Each line of the data below holding the word "CustomSystemCatalog" must be copied.

--- START ---

//! # Sector Survey
//!
//! Prints every system of one sector: position, star hierarchy and owner.
//!
//! ## Usage
//!
//! ```bash
//! # Sol's sector, procedural systems only
//! sector_survey 0 0 0
//!
//! # With factions and custom systems
//! sector_survey 0 0 0 data/factions.toml data/systems.toml
//! ```

use std::process;

use galaxis::factions::FactionRegistry;
use galaxis::procedural::{
    BodyId, CustomSystemCatalog, SectorSystem, SystemBodyTree, Universe, UniverseConfig,
};
use galaxis::{Galaxy, SurveyEntry};

const SECONDS_PER_DAY: f64 = 86_400.0;

fn usage() -> ! {
    eprintln!("usage: sector_survey <x> <y> <z> [factions.toml] [systems.toml]");
    process::exit(2);
}

fn parse_coord(arg: Option<&String>) -> i32 {
    let Some(arg) = arg else { usage() };
    arg.parse().unwrap_or_else(|_| {
        eprintln!("   ✗ not a sector coordinate: {arg}");
        usage()
    })
}

fn print_tree(bodies: &SystemBodyTree, id: BodyId, depth: usize) {
    let body = &bodies[id];
    let indent = "  ".repeat(depth + 2);
    if body.is_star() {
        println!(
            "{indent}★ {} [{}] {} Msol, {} Rsol, {} K",
            body.name,
            body.body_type.name(),
            body.mass,
            body.radius,
            body.average_temp
        );
    } else {
        println!("{indent}◎ {} [{}] {} Msol", body.name, body.body_type.name(), body.mass);
    }
    if body.parent.is_some() {
        println!(
            "{indent}  a = {} AU, e = {}, period = {:.1} days",
            body.semi_major_axis,
            body.eccentricity,
            body.orbit.period / SECONDS_PER_DAY
        );
    }
    for child in &body.children {
        print_tree(bodies, *child, depth + 1);
    }
}

fn print_entry(index: usize, slot: &SectorSystem, entry: &SurveyEntry, factions: &FactionRegistry) {
    let system = &entry.system;
    let owner = entry
        .faction
        .and_then(|faction| factions.get(faction))
        .map_or("unclaimed", |faction| faction.name.as_str());

    println!(
        "  [{index:>2}] {} {}",
        system.name,
        if system.unexplored { "(unexplored)" } else { "" }
    );
    if let Some(text) = slot
        .custom
        .as_ref()
        .and_then(|custom| custom.short_description.as_deref())
    {
        println!("       {text}");
    }
    let [px, py, pz] = slot.position;
    println!("       position: ({px:.2}, {py:.2}, {pz:.2}) ly");
    println!(
        "       owner: {owner}, government: {}",
        entry.government.description()
    );
    if let Some(population) = entry.population {
        println!("       population: {population} billion");
    }
    print_tree(&system.bodies, system.root, 1);
    if system.stats.lighter_star_fallbacks > 0 || system.stats.orbit_rerolls > 0 {
        println!(
            "       retries: {} star fallbacks, {} orbit re-rolls",
            system.stats.lighter_star_fallbacks, system.stats.orbit_rerolls
        );
    }
}

fn main() {
    let args: Vec<String> = std::env::args().skip(1).collect();
    if args.len() < 3 || args.len() > 5 {
        usage();
    }
    let (x, y, z) = (
        parse_coord(args.first()),
        parse_coord(args.get(1)),
        parse_coord(args.get(2)),
    );

    let customs = match args.get(4) {
        Some(path) => CustomSystemCatalog::from_toml_file(path).unwrap_or_else(|e| {
            eprintln!("   ✗ FATAL: {e}");
            process::exit(1);
        }),
        None => CustomSystemCatalog::new(),
    };
    let mut galaxy = Galaxy::new(Universe::with_customs(UniverseConfig::default(), customs));

    if let Some(path) = args.get(3) {
        match galaxy.factions_mut().load_toml_file(path) {
            Ok(report) => {
                for warning in &report.warnings {
                    eprintln!("   ⚠ {warning}");
                }
                for name in &report.skipped {
                    eprintln!("   ⚠ skipped faction '{name}': invalid homeworld");
                }
            }
            Err(e) => {
                eprintln!("   ✗ FATAL: {e}");
                process::exit(1);
            }
        }
    }

    println!("═══════════════════════════════════════════════════════════════════");
    println!("                    GALAXIS SECTOR SURVEY");
    println!("═══════════════════════════════════════════════════════════════════");
    println!();
    println!("  Sector:    ({x}, {y}, {z})");
    println!("  Seed:      {:#010x}", galaxy.universe().seed());
    println!("  Year:      {}", galaxy.universe().current_year());
    println!("  Factions:  {}", galaxy.factions().len());
    println!("  Customs:   {}", galaxy.universe().customs().len());
    println!();

    let survey = galaxy.survey(x, y, z).unwrap_or_else(|e| {
        eprintln!("   ✗ FATAL: {e}");
        process::exit(1);
    });
    println!("  {} systems", survey.entries.len());
    println!();
    for (index, (slot, entry)) in survey
        .sector
        .systems()
        .iter()
        .zip(&survey.entries)
        .enumerate()
    {
        print_entry(index, slot, entry, galaxy.factions());
        println!();
    }
}
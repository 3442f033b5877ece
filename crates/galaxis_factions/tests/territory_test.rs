//! # Territory Resolution Tests
//!
//! End-to-end checks of faction borders over generated sectors:
//!
//! 1. **Border growth**: radius follows founding date and expansion rate
//! 2. **Claims**: closest containing homeworld wins, homeless factions lose
//! 3. **Government**: weighted picks follow the declared weights
//! 4. **Concurrency**: shared registries resolve identically from many threads
//!
//! Run with: cargo test -p galaxis_factions --test territory_test -- --nocapture

use std::sync::{Arc, Barrier};

use galaxis_core::{BodyRng, SystemPath};
use galaxis_factions::{FactionBuilder, FactionRegistry, GovType, Registration};
use galaxis_procedural::{FactionIndex, Sector, Universe, UniverseConfig};

fn federation_registry() -> FactionRegistry {
    let universe = Arc::new(Universe::new(UniverseConfig::default()));
    let mut registry = FactionRegistry::new(Arc::clone(&universe));
    let mut federation = FactionBuilder::new("Federation");
    federation
        .homeworld(&universe, 0, 0, 0, 0, 0)
        .founding_date(3000.0)
        .expansion_rate(2.0)
        .colour(0.3, 0.3, 1.0);
    assert_eq!(
        federation.add_to_factions(&mut registry).unwrap(),
        Registration::Added(0)
    );
    registry
}

fn resolve_all(registry: &FactionRegistry, sectors: &[Sector]) -> Vec<Vec<Option<FactionIndex>>> {
    sectors
        .iter()
        .map(|sector| {
            (0..sector.len())
                .map(|index| registry.nearest_faction_index(sector, index))
                .collect()
        })
        .collect()
}

// ============================================================================
// BORDER GROWTH
// ============================================================================

/// Test: A faction founded in 3000 growing 2 ly/year spans 400 ly in 3200,
/// and owns its home sector at distance zero.
#[test]
fn test_federation_scenario() {
    let registry = federation_registry();
    let universe = Arc::clone(registry.universe());
    let federation = registry.get(0).unwrap();

    let radius = federation.radius(universe.current_year());
    assert!((radius - 400.0).abs() < f64::EPSILON);

    let home = Sector::new(&universe, 0, 0, 0);
    let mut closest = f64::INFINITY;
    assert!(federation.is_closer_and_contains(&universe, &mut closest, &home, 0));
    assert!(closest.abs() < f64::EPSILON);

    // 40 sectors = 320 ly, inside; 60 sectors = 480 ly, outside
    let inside = Sector::new(&universe, 40, 0, 0);
    let outside = Sector::new(&universe, 60, 0, 0);
    assert_eq!(registry.nearest_faction_index(&inside, 0), Some(0));
    assert_eq!(registry.nearest_faction_index(&outside, 0), None);
}

// ============================================================================
// CLAIMS
// ============================================================================

/// Test: Between two overlapping borders the closer homeworld wins.
#[test]
fn test_closest_homeworld_wins() {
    let mut registry = federation_registry();
    let universe = Arc::clone(registry.universe());
    let mut rivals = FactionBuilder::new("Rivals");
    rivals
        .homeworld(&universe, 30, 0, 0, 0, 0)
        .founding_date(3000.0)
        .expansion_rate(2.0);
    rivals.add_to_factions(&mut registry).unwrap();

    let near_home = Sector::new(&universe, 5, 0, 0);
    let near_rivals = Sector::new(&universe, 25, 0, 0);
    assert_eq!(registry.nearest_faction_index(&near_home, 0), Some(0));
    assert_eq!(registry.nearest_faction_index(&near_rivals, 0), Some(1));
    assert_eq!(
        registry.nearest_faction_index_for_path(SystemPath::system(30, 0, 0, 0)),
        Some(1)
    );
}

/// Test: A homeless faction only owns space no homeworld reaches.
#[test]
fn test_homeless_faction_takes_leftovers() {
    let mut registry = federation_registry();
    let universe = Arc::clone(registry.universe());
    FactionBuilder::new("Wanderers")
        .add_to_factions(&mut registry)
        .unwrap();

    let inside = Sector::new(&universe, 10, 0, 0);
    let outside = Sector::new(&universe, 80, 0, 0);
    for index in 0..inside.len() {
        assert_eq!(registry.nearest_faction_index(&inside, index), Some(0));
    }
    for index in 0..outside.len() {
        assert_eq!(registry.nearest_faction_index(&outside, index), Some(1));
    }
}

// ============================================================================
// GOVERNMENT
// ============================================================================

/// Test: Weights 1 and 3 yield roughly 25% and 75% of picks.
#[test]
fn test_gov_type_weights_sample() {
    let universe = Arc::new(Universe::new(UniverseConfig::default()));
    let mut registry = FactionRegistry::new(universe);
    let mut split = FactionBuilder::new("Split");
    split
        .govtype_weight("CORPORATE", 1)
        .govtype_weight("COMMUNIST", 3);
    split.add_to_factions(&mut registry).unwrap();
    let faction = registry.get(0).unwrap();

    let mut rng = BodyRng::from_key([7, 1, 2, 3, 4, 5]);
    let samples = 40_000u32;
    let mut corporate = 0u32;
    for _ in 0..samples {
        match faction.pick_gov_type(&mut rng) {
            GovType::Corporate => corporate += 1,
            GovType::Communist => {}
            other => panic!("unexpected government {other:?}"),
        }
    }

    let share = f64::from(corporate) / f64::from(samples);
    println!("Corporate share: {share:.4}");
    assert!((share - 0.25).abs() < 0.02, "share {share}");
}

// ============================================================================
// CONCURRENCY
// ============================================================================

/// Test: Threads sharing one registry agree with a serial pass.
#[test]
fn test_concurrent_resolution() {
    let registry = Arc::new(federation_registry());
    let universe = Arc::clone(registry.universe());
    let sectors: Vec<Sector> = (0..8)
        .map(|x| Sector::new(&universe, x * 7, 3, 0))
        .collect();

    let shared: &FactionRegistry = &registry;
    let shared_sectors = sectors.as_slice();
    let threaded: Vec<_> = std::thread::scope(|scope| {
        let handles: Vec<_> = (0..4)
            .map(move |_| scope.spawn(move || resolve_all(shared, shared_sectors)))
            .collect();
        handles
            .into_iter()
            .map(|handle| handle.join().unwrap())
            .collect()
    });

    assert!(registry.get(0).unwrap().is_home_sector_cached());

    let serial = resolve_all(&registry, &sectors);
    for result in threaded {
        assert_eq!(result, serial);
    }
}

/// Test: Threads racing on a cold cache all receive the same home sector.
#[test]
fn test_home_sector_built_once_under_contention() {
    let registry = federation_registry();
    let universe = Arc::clone(registry.universe());
    let home = registry.get(0).unwrap();
    assert!(!home.is_home_sector_cached());

    let threads = 8;
    let barrier = &Barrier::new(threads);
    let shared_universe: &Universe = &universe;
    let built: Vec<Arc<Sector>> = std::thread::scope(|scope| {
        let handles: Vec<_> = (0..threads)
            .map(move |_| {
                scope.spawn(move || {
                    barrier.wait();
                    home.home_sector(shared_universe).unwrap()
                })
            })
            .collect();
        handles
            .into_iter()
            .map(|handle| handle.join().unwrap())
            .collect()
    });

    let first = &built[0];
    assert!(built.iter().all(|sector| Arc::ptr_eq(sector, first)));
    assert!(Arc::ptr_eq(first, &home.home_sector(&universe).unwrap()));
}
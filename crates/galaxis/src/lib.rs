//! # GALAXIS
//!
//! Deterministic galaxy generation, integrating all units.
//!
//! ## Architecture
//!
//! ```text
//! ┌──────────────────────────────────────────────────────────────┐
//! │                          GALAXIS                             │
//! ├──────────────────────────────────────────────────────────────┤
//! │                                                              │
//! │  ┌────────────────┐    ┌────────────────┐    ┌────────────┐  │
//! │  │  core          │    │  procedural    │    │  factions  │  │
//! │  │                │───>│                │<───│            │  │
//! │  │  • Fixed point │    │  • Sectors     │    │  • Borders │  │
//! │  │  • Paths       │    │  • Star trees  │    │  • Govts   │  │
//! │  │  • Seeded RNGs │    │  • Customs     │    │  • Loading │  │
//! │  └────────────────┘    └────────────────┘    └────────────┘  │
//! │                                                              │
//! └──────────────────────────────────────────────────────────────┘
//! ```
//!
//! ## Example
//!
//! ```rust
//! use galaxis::Galaxy;
//! use galaxis::procedural::{Universe, UniverseConfig};
//!
//! let galaxy = Galaxy::new(Universe::new(UniverseConfig::default()));
//! let survey = galaxy.survey(0, 0, 0)?;
//! assert_eq!(survey.entries.len(), survey.sector.len());
//! # Ok::<(), galaxis::GalaxisError>(())
//! ```

#![deny(missing_docs)]
#![deny(unsafe_code)]
#![deny(clippy::all)]
#![warn(clippy::pedantic)]
#![deny(clippy::perf)]

pub mod error;
pub mod galaxy;

// Re-export the units
pub use galaxis_core as core;
pub use galaxis_factions as factions;
pub use galaxis_procedural as procedural;

pub use error::{GalaxisError, GalaxisResult};
pub use galaxy::{Galaxy, SectorSurvey, SurveyEntry};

--- END ---

# Your solution
    BodyId, CustomSystemCatalog, SectorSystem, SystemBodyTree, Universe, UniverseConfig,
        Some(path) => CustomSystemCatalog::from_toml_file(path).unwrap_or_else(|e| {
        None => CustomSystemCatalog::new(),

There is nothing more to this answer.